Deep Dive: Handcrafted Linguistic Features

TL;DR: Google Sheet of All Handcrafted Linguistic Features

Each handcrafted linguistic feature represents a certain linguistic property. We categorize all features into the broad linguistic branches of lexico-semantics, syntax, discourse, and surface. The surface branch can also hold features that do not belong to any specific linguistic branch. Apart from linguistic branches, handcrafted features are also categorized into linguistic families. The linguistic families are meant to group features into smaller subcategories, enabling users to search more effectively for the feature they need. All family names are unique, and each family belongs to a specific formulation. This means that the features in a family are either all foundation or all derivation. A linguistic family also serves as an important building block of our feature extraction system. LFTK as a program is essentially a linked collection of several feature extraction modules where each module represents a linguistic family.
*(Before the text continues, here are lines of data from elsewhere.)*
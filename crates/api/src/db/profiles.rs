//! Profile repository for database operations.

use rust_decimal::Decimal;
use sqlx::PgPool;

use grow_smart_core::UserId;

use super::RepositoryError;
use crate::models::Profile;

/// Fields a user may change on their profile.
///
/// `None` means "leave unchanged".
#[derive(Debug, Clone, Default)]
pub struct ProfileUpdate {
    pub full_name: Option<String>,
    pub phone: Option<String>,
    pub district: Option<String>,
    pub state: Option<String>,
    pub farm_size_ha: Option<Decimal>,
}

/// Repository for user profile operations.
pub struct ProfileRepository<'a> {
    pool: &'a PgPool,
}

impl<'a> ProfileRepository<'a> {
    /// Create a new profile repository.
    #[must_use]
    pub const fn new(pool: &'a PgPool) -> Self {
        Self { pool }
    }

    /// Get the profile for a user, if one has been created.
    ///
    /// # Errors
    ///
    /// Returns `RepositoryError::Database` if the query fails.
    pub async fn get(&self, user_id: UserId) -> Result<Option<Profile>, RepositoryError> {
        let profile = sqlx::query_as::<_, Profile>(
            r"
            SELECT id, user_id, full_name, phone, district, state, farm_size_ha,
                   created_at, updated_at
            FROM grow.user_profiles
            WHERE user_id = $1
            ",
        )
        .bind(user_id)
        .fetch_optional(self.pool)
        .await?;

        Ok(profile)
    }

    /// Create or update the profile for a user.
    ///
    /// Profiles are created lazily on first update. Two first updates can
    /// race on the insert; the loser sees a unique violation on `user_id`
    /// and falls through to updating the row the winner created.
    ///
    /// # Errors
    ///
    /// Returns `RepositoryError::Database` if the queries fail.
    pub async fn upsert(
        &self,
        user_id: UserId,
        update: ProfileUpdate,
    ) -> Result<Profile, RepositoryError> {
        if self.get(user_id).await?.is_none() {
            match self.insert(user_id, &update).await {
                Ok(profile) => return Ok(profile),
                // Concurrent first update created the row; update it below.
                Err(RepositoryError::Conflict(_)) => {}
                Err(other) => return Err(other),
            }
        }

        self.update(user_id, &update).await
    }

    async fn insert(
        &self,
        user_id: UserId,
        update: &ProfileUpdate,
    ) -> Result<Profile, RepositoryError> {
        let profile = sqlx::query_as::<_, Profile>(
            r"
            INSERT INTO grow.user_profiles (user_id, full_name, phone, district, state, farm_size_ha)
            VALUES ($1, $2, $3, $4, $5, $6)
            RETURNING id, user_id, full_name, phone, district, state, farm_size_ha,
                      created_at, updated_at
            ",
        )
        .bind(user_id)
        .bind(update.full_name.as_deref())
        .bind(update.phone.as_deref())
        .bind(update.district.as_deref())
        .bind(update.state.as_deref())
        .bind(update.farm_size_ha)
        .fetch_one(self.pool)
        .await
        .map_err(|e| RepositoryError::from_sqlx(e, "profile already exists"))?;

        Ok(profile)
    }

    async fn update(
        &self,
        user_id: UserId,
        update: &ProfileUpdate,
    ) -> Result<Profile, RepositoryError> {
        let profile = sqlx::query_as::<_, Profile>(
            r"
            UPDATE grow.user_profiles SET
                full_name = COALESCE($2, full_name),
                phone = COALESCE($3, phone),
                district = COALESCE($4, district),
                state = COALESCE($5, state),
                farm_size_ha = COALESCE($6, farm_size_ha),
                updated_at = now()
            WHERE user_id = $1
            RETURNING id, user_id, full_name, phone, district, state, farm_size_ha,
                      created_at, updated_at
            ",
        )
        .bind(user_id)
        .bind(update.full_name.as_deref())
        .bind(update.phone.as_deref())
        .bind(update.district.as_deref())
        .bind(update.state.as_deref())
        .bind(update.farm_size_ha)
        .fetch_optional(self.pool)
        .await?
        .ok_or(RepositoryError::NotFound)?;

        Ok(profile)
    }
}
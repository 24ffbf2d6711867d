//! Disease detection models.

use chrono::{DateTime, Utc};
use serde::{Deserialize, Serialize};

use grow_smart_core::{PredictionId, UserId};

/// One disease suggestion from the plant health provider.
#[derive(Debug, Clone, Serialize, Deserialize, PartialEq)]
pub struct DiseaseFinding {
    /// Disease name as reported by the provider.
    pub name: String,
    /// Provider confidence in `[0, 1]`.
    pub probability: f64,
    /// Suggested treatment, when the provider supplies one.
    pub treatment: Option<String>,
}

/// The mapped result of a health assessment, returned to the client.
#[derive(Debug, Clone, Serialize, Deserialize, PartialEq)]
pub struct DiseaseReport {
    /// Identified plant, if the provider could name one.
    pub plant_name: Option<String>,
    /// Whether the provider judged the plant healthy.
    pub is_healthy: bool,
    /// Disease suggestions, highest probability first.
    pub diseases: Vec<DiseaseFinding>,
}

/// A stored detection result (authenticated callers only).
#[derive(Debug, Clone, Serialize, sqlx::FromRow)]
pub struct DiseasePrediction {
    /// Unique prediction ID.
    pub id: PredictionId,
    /// User who ran the detection.
    pub user_id: UserId,
    /// Identified plant, if any.
    pub plant_name: Option<String>,
    /// Whether the plant was judged healthy.
    pub is_healthy: bool,
    /// Serialized [`DiseaseFinding`] list.
    pub diseases: serde_json::Value,
    /// When the detection ran.
    pub created_at: DateTime<Utc>,
}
Each handcrafted linguistic feature can either foundation or derivation. Derivation-type linguistic features are derived on top of foundation-type linguistic features. For example, the total number of words and the total number of sentences in a given text is a foundation feature. On the other hand, the average number of words per sentence is a derivation feature as it builds on top of the two aforementioned foundation features.

Each handcrafted linguistic feature also has an assigned language value. If the linguistic feature is universally applicable across languages, it is denoted "general". These general linguistic features can be used with any language given that spaCy has a supporting pipeline for that functionality in that language. This can be easily checked on spaCy pipelines. If the feature is designed for a specific language, like English, it is denoted with the specific language code.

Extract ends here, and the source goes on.